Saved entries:
***
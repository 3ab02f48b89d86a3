pub mod generator;
pub mod query;
pub mod ranges;

pub use generator::SlotGeneratorService;
pub use query::AvailabilityQueryService;
pub use ranges::AvailabilityRangeService;
// libs/shared/models/src/professional.rs

use std::collections::BTreeSet;

use chrono::{NaiveDateTime, NaiveTime, Weekday};
use serde::{Deserialize, Serialize};
use uuid::Uuid;

use shared_utils::time::weekday_ord;

/// A recurring weekly availability pattern. Each range carries its own id so
/// deletion targets a stable identity rather than a list position.
#[derive(Debug, Clone, Serialize, Deserialize)]
#[serde(rename_all = "camelCase")]
pub struct AvailabilityRange {
    pub id: Uuid,
    #[serde(with = "weekday_ord")]
    pub day_of_week: Weekday,
    pub start_time: NaiveTime,
    pub end_time: NaiveTime,
    pub interval_minutes: u32,
}

impl AvailabilityRange {
    pub fn new(
        day_of_week: Weekday,
        start_time: NaiveTime,
        end_time: NaiveTime,
        interval_minutes: u32,
    ) -> Self {
        Self {
            id: Uuid::new_v4(),
            day_of_week,
            start_time,
            end_time,
            interval_minutes,
        }
    }
}

/// A medical professional with their recurring availability ranges and the
/// live slot inventory. A timestamp in `available_time_slots` means "free to
/// book"; removal means booked or retracted.
#[derive(Debug, Clone, Serialize, Deserialize)]
#[serde(rename_all = "camelCase")]
pub struct Professional {
    pub id: Uuid,
    pub user_id: Uuid,
    pub specialization: String,
    pub license_number: String,
    pub score: f64,
    pub description: Option<String>,
    pub address: Option<String>,
    pub consultation_fee: Option<f64>,
    pub availability_ranges: Vec<AvailabilityRange>,
    pub available_time_slots: BTreeSet<NaiveDateTime>,
    pub created_at: NaiveDateTime,
    pub updated_at: NaiveDateTime,
}

impl Professional {
    pub fn new(
        user_id: Uuid,
        specialization: impl Into<String>,
        license_number: impl Into<String>,
        now: NaiveDateTime,
    ) -> Self {
        Self {
            id: Uuid::new_v4(),
            user_id,
            specialization: specialization.into(),
            license_number: license_number.into(),
            score: 0.0,
            description: None,
            address: None,
            consultation_fee: None,
            availability_ranges: Vec::new(),
            available_time_slots: BTreeSet::new(),
            created_at: now,
            updated_at: now,
        }
    }

    /// Idempotent: re-adding a present slot is a no-op. Returns whether the
    /// slot was actually inserted.
    pub fn add_time_slot(&mut self, slot: NaiveDateTime) -> bool {
        self.available_time_slots.insert(slot)
    }

    /// Idempotent: removing an absent slot is a no-op. Returns whether the
    /// slot was actually removed.
    pub fn remove_time_slot(&mut self, slot: &NaiveDateTime) -> bool {
        self.available_time_slots.remove(slot)
    }

    pub fn has_time_slot(&self, slot: &NaiveDateTime) -> bool {
        self.available_time_slots.contains(slot)
    }

    pub fn clear_time_slots(&mut self) {
        self.available_time_slots.clear();
    }

    pub fn add_availability_range(&mut self, range: AvailabilityRange) {
        self.availability_ranges.push(range);
    }

    /// Returns whether a range with the given id existed and was removed.
    pub fn remove_availability_range(&mut self, range_id: Uuid) -> bool {
        let before = self.availability_ranges.len();
        self.availability_ranges.retain(|r| r.id != range_id);
        self.availability_ranges.len() < before
    }

    pub fn touch(&mut self, now: NaiveDateTime) {
        self.updated_at = now;
    }
}

#[cfg(test)]
mod tests {
    use super::*;
    use chrono::{NaiveDate, Weekday};

    fn slot(day: u32, hour: u32) -> NaiveDateTime {
        NaiveDate::from_ymd_opt(2024, 6, day)
            .unwrap()
            .and_hms_opt(hour, 0, 0)
            .unwrap()
    }

    fn professional() -> Professional {
        Professional::new(Uuid::new_v4(), "Cardiology", "LIC-1234", slot(1, 8))
    }

    #[test]
    fn re_adding_a_slot_leaves_inventory_unchanged() {
        let mut professional = professional();
        assert!(professional.add_time_slot(slot(5, 9)));
        assert!(!professional.add_time_slot(slot(5, 9)));
        assert_eq!(professional.available_time_slots.len(), 1);
    }

    #[test]
    fn removing_an_absent_slot_is_a_no_op() {
        let mut professional = professional();
        assert!(!professional.remove_time_slot(&slot(5, 9)));
        professional.add_time_slot(slot(5, 9));
        assert!(professional.remove_time_slot(&slot(5, 9)));
        assert!(!professional.has_time_slot(&slot(5, 9)));
    }

    #[test]
    fn clearing_empties_the_inventory() {
        let mut professional = professional();
        professional.add_time_slot(slot(5, 9));
        professional.add_time_slot(slot(5, 10));
        professional.clear_time_slots();
        assert!(professional.available_time_slots.is_empty());
    }

    #[test]
    fn ranges_are_removed_by_id_not_position() {
        let mut professional = professional();
        let t = |h| chrono::NaiveTime::from_hms_opt(h, 0, 0).unwrap();
        let first = AvailabilityRange::new(Weekday::Mon, t(9), t(12), 30);
        let second = AvailabilityRange::new(Weekday::Tue, t(14), t(17), 30);
        let second_id = second.id;
        professional.add_availability_range(first);
        professional.add_availability_range(second);

        assert!(professional.remove_availability_range(second_id));
        assert_eq!(professional.availability_ranges.len(), 1);
        assert_eq!(professional.availability_ranges[0].day_of_week, Weekday::Mon);
        assert!(!professional.remove_availability_range(second_id));
    }

    #[test]
    fn slots_serialize_as_iso_local_datetimes() {
        let mut professional = professional();
        professional.add_time_slot(slot(5, 9));
        let json = serde_json::to_value(&professional).unwrap();
        assert_eq!(json["availableTimeSlots"][0], "2024-06-05T09:00:00");
    }
}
***
Work to complete:
What is the number of lines in the data that include "generator"? Respond with that number and no other text.

Your response:
2